Параллельно, а в некоторых городах и независимо от библиофильства стало развиваться в последние десятилетия и собирание книжных знаков, экслибрисов. В Москве, Ленинграде, Кемерове, Минске, Вологде, Красноярске, в Тувинской автономной республике, в Херсоне и т. д. организуются выставки художников-экслибрисистов или коллекции книжных знаков, издаются каталоги таких выставок, печатаются многочисленные статьи таких авторов-экслибрисоведов, как Е. Н. Минаев, С. П. Фортинский, Б. А. Вилинбахов, О. Г. Ласунский и т. д.
Библиофильство и его «младшая сестра» — экслибрисистика — стали широким культурным явлением в советской жизни.
Немалую роль в этом подъеме советского книголюбия играет быстро растущая библиофильская и экслибрисоведческая литература, привлекающая интерес широких масс читателей.
Эта библиофильская литература внесла и продолжает вносить в историю советской культуры много ценных сведений о книгах, журналах, газетах, альманахах, типографах, издателях, библиотекарях, библиофилах и т. д. Библиофилы-краеведы обнаруживают редчайшие издания периода гражданской войны или времени Великой Отечественной войны, — порою существенные для истории революционного или партизанского движения, в особенности краевого или областного. Большой интерес представляют обнаруживаемые библиофилами многочисленные сведения о книгах русских, дореволюционных и советских, или зарубежных писателей с их дарственными надписями (автографами) или с дарственными надписями, сделанными им другими лицами. Благодаря публикации таких сведении в печати историки и историки литературы получают полезные биографические указания, касающиеся исторических и литературных деятелей. Подобные автографы, в особенности, если они датированы, дают авторитетные биографические, — даже автобиографические, — свидетельства, уточняющие наши знания жизненного пути и литературных связей писателей.
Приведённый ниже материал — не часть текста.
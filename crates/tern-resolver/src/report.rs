//! Human-readable explanations of resolution failures.
//!
//! The explanation walks the derivation tree of the terminal
//! incompatibility, emitting one "Because X and Y, Z." line per derived
//! node, causes before consequences. External facts (dependencies, missing
//! versions, constraints) appear inline in the lines that use them.

use std::collections::HashSet;
use std::fmt;

use tern_core::specifier::VersionSet;

use crate::incompatibility::{Cause, IncompatId, Incompatibility, IncompatibilityStore};
use crate::term::{Package, Term};

#[derive(Debug, Clone, PartialEq, Eq)]
pub struct ConflictReport {
    lines: Vec<String>,
    environment: Option<String>,
}

impl ConflictReport {
    /// Explain why `terminal` holds, from the derivations in `store`.
    pub fn from_store(store: &IncompatibilityStore, terminal: IncompatId) -> Self {
        let mut lines = Vec::new();
        let mut explained = HashSet::new();
        explain(store, terminal, &mut lines, &mut explained);
        if lines.is_empty() {
            // The terminal incompatibility is itself external.
            lines.push(format!(
                "Because {}, version solving failed.",
                describe(store.get(terminal))
            ));
        }
        Self {
            lines,
            environment: None,
        }
    }

    /// Tag the report with the target it was produced for.
    pub fn with_environment(mut self, label: impl Into<String>) -> Self {
        self.environment = Some(label.into());
        self
    }

    pub fn environment(&self) -> Option<&str> {
        self.environment.as_deref()
    }

    pub fn lines(&self) -> &[String] {
        &self.lines
    }
}

impl fmt::Display for ConflictReport {
    fn fmt(&self, f: &mut fmt::Formatter<'_>) -> fmt::Result {
        if let Some(env) = &self.environment {
            writeln!(f, "While resolving for {env}:")?;
        }
        for (i, line) in self.lines.iter().enumerate() {
            if i > 0 {
                f.write_str("\n")?;
            }
            f.write_str(line)?;
        }
        Ok(())
    }
}

fn explain(
    store: &IncompatibilityStore,
    id: IncompatId,
    lines: &mut Vec<String>,
    explained: &mut HashSet<IncompatId>,
) {
    let incompat = store.get(id);
    let Cause::Derived(left, right) = incompat.cause else {
        return;
    };
    if !explained.insert(id) {
        return;
    }
    explain(store, left, lines, explained);
    explain(store, right, lines, explained);
    lines.push(format!(
        "Because {} and {}, {}.",
        describe(store.get(left)),
        describe(store.get(right)),
        describe(incompat)
    ));
}

/// `package range`, or just `package` when every version is meant.
fn phrase(package: &Package, set: &VersionSet) -> String {
    match package {
        Package::Root => package.to_string(),
        _ if set.is_full() => package.to_string(),
        _ => format!("{package} {set}"),
    }
}

fn term_phrase(package: &Package, term: &Term) -> String {
    match term {
        Term::Positive(set) => phrase(package, set),
        Term::Negative(set) => format!("not {}", phrase(package, set)),
    }
}

/// One incompatibility as a statement of fact.
fn describe(incompat: &Incompatibility) -> String {
    let terms: Vec<(&Package, &Term)> = incompat.terms.iter().collect();
    match &incompat.cause {
        Cause::Root => "the project is selected".to_string(),
        Cause::NoVersions => match terms.as_slice() {
            [(package, term)] if term.set().is_full() => {
                format!("no versions of {package} are available")
            }
            [(package, term)] => format!("no versions of {package} match {}", term.set()),
            _ => generic(&terms),
        },
        Cause::Unavailable(reason) => match terms.as_slice() {
            [(package, term)] => format!("{} is unavailable: {reason}", phrase(package, term.set())),
            _ => generic(&terms),
        },
        Cause::Constraint => match terms.as_slice() {
            [(package, term)] => format!("constraints forbid {}", phrase(package, term.set())),
            _ => generic(&terms),
        },
        Cause::Dependency => {
            let depender = terms.iter().find(|(_, t)| t.is_positive());
            let dependee = terms.iter().find(|(_, t)| !t.is_positive());
            match (depender, dependee) {
                (Some((p, t)), Some((d, r))) => format!(
                    "{} depends on {}",
                    phrase(p, t.set()),
                    phrase(d, r.set())
                ),
                _ => generic(&terms),
            }
        }
        Cause::Derived(..) => generic(&terms),
    }
}

fn generic(terms: &[(&Package, &Term)]) -> String {
    let non_root: Vec<&(&Package, &Term)> = terms
        .iter()
        .filter(|(p, t)| !(matches!(p, Package::Root) && t.is_positive()))
        .collect();
    if non_root.is_empty() {
        return "version solving failed".to_string();
    }
    let requirer = if non_root.len() < terms.len() {
        "the project"
    } else {
        ""
    };

    let positives: Vec<String> = non_root
        .iter()
        .filter(|(_, t)| t.is_positive())
        .map(|(p, t)| phrase(p, t.set()))
        .collect();
    let negatives: Vec<String> = non_root
        .iter()
        .filter(|(_, t)| !t.is_positive())
        .map(|(p, t)| phrase(p, t.set()))
        .collect();

    match (positives.as_slice(), negatives.as_slice()) {
        ([], [only]) if !requirer.is_empty() => format!("{requirer} requires {only}"),
        ([], [only]) => format!("{only} is required"),
        ([only], []) if requirer.is_empty() => format!("{only} is forbidden"),
        ([only], []) => format!("{requirer} forbids {only}"),
        (pos, [only]) => format!("{} requires {only}", pos.join(" and ")),
        _ => {
            let all: Vec<String> = non_root.iter().map(|(p, t)| term_phrase(p, t)).collect();
            format!("{} are incompatible", all.join(" and "))
        }
    }
}

#[cfg(test)]
mod tests {
    use super::*;
    use tern_core::name::PackageName;
    use tern_core::version::Version;

    fn pkg(s: &str) -> Package {
        Package::Base(PackageName::new(s).unwrap())
    }

    fn v(s: &str) -> Version {
        Version::parse(s).unwrap()
    }

    #[test]
    fn describes_external_causes() {
        let dep = Incompatibility::dependency(
            pkg("a"),
            v("1.0"),
            pkg("b"),
            VersionSet::at_least(v("2.0")),
        );
        assert_eq!(describe(&dep), "a ==1.0 depends on b >=2.0");

        let none = Incompatibility::no_versions(pkg("b"), VersionSet::at_least(v("2.0")));
        assert_eq!(describe(&none), "no versions of b match >=2.0");

        let gone = Incompatibility::unavailable(pkg("x"), VersionSet::full(), "not found".into());
        assert_eq!(describe(&gone), "x is unavailable: not found");
    }

    #[test]
    fn explains_a_derivation_chain() {
        let mut store = IncompatibilityStore::new();
        let root_dep = store.add(Incompatibility::dependency(
            Package::Root,
            Version::new([0]),
            pkg("a"),
            VersionSet::full(),
        ));
        let missing = store.add(Incompatibility::unavailable(
            pkg("a"),
            VersionSet::full(),
            "not found in any index".into(),
        ));
        let mut terms = std::collections::BTreeMap::new();
        terms.insert(Package::Root, Term::exact(Version::new([0])));
        let terminal = store.record(Incompatibility {
            terms,
            cause: Cause::Derived(root_dep, missing),
        });

        let report = ConflictReport::from_store(&store, terminal);
        assert_eq!(
            report.to_string(),
            "Because the project depends on a and a is unavailable: not found in any index, \
             version solving failed."
        );
    }

    #[test]
    fn environment_label_is_shown_first() {
        let mut store = IncompatibilityStore::new();
        let id = store.add(Incompatibility::no_versions(pkg("a"), VersionSet::full()));
        let report = ConflictReport::from_store(&store, id).with_environment("linux-x86_64-py3.12");
        let text = report.to_string();
        assert!(text.starts_with("While resolving for linux-x86_64-py3.12:"));
        assert!(text.contains("no versions of a are available"));
    }
}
Возвращаясь к вопросу об особенностях советского библиофильства, проявившихся с самого его возникновения, следует особенно отметить его обращение к современной книге, к современному искусству книги. Характерной чертой дореволюционного русского библиофильства была его враждебность к книге нового времени и культ книги первой половины XIX в. Александр Блок в своем дневнике 1912 г. правильно связывал это с политической реакцией того времени: «Дни у букинистов — дрянное племя: от циничной глупости и грубости маленькой лавчонки — до сумасшедшего г-на Соловьева (букиниста), желающего показать, что русские двадцатые (и другие) годы были „возрождением“ (!!!), — печатающего свой „Русский библиофил“ с сумасшедшей роскошью, которую порождает только реакция, — шаг небольшой» (17).
Эту враждебность дореволюционных библиофилов к современной им книге лучше всего иллюстрирует поразительный эпизод, когда правление Кружка любителей русских изящных изданий отвергло — как «декадентские» — иллюстрации А. Н. Бенуа к «Медному всаднику» Пушкина, выполненные художником по заказу председателя Кружка В. А. Верещагина, и книга не была напечатана (14).
Советские библиофильские организации 20-х годов, и в особенности Русское общество друзей книги, в составе которого находились искусствоведы, специалисты по искусству книги В. Я. Адарюков, А. А. Сидоров, П. Д. Эттингер, Д. С. Айзенштадт, сыграли большую положительную роль в развитии советской книжной графики тех и последующих лет. В Ленинграде подобную же роль играло Ленинградское общество библиофилов, во главе с искусствоведами Э. Ф. Голлербахом, П. Е. Корниловым и др. В Казани в те же годы действовала «казанская школа» искусствоведов во главе с П. М. Дульским и упомянутым П. Е. Корниловым.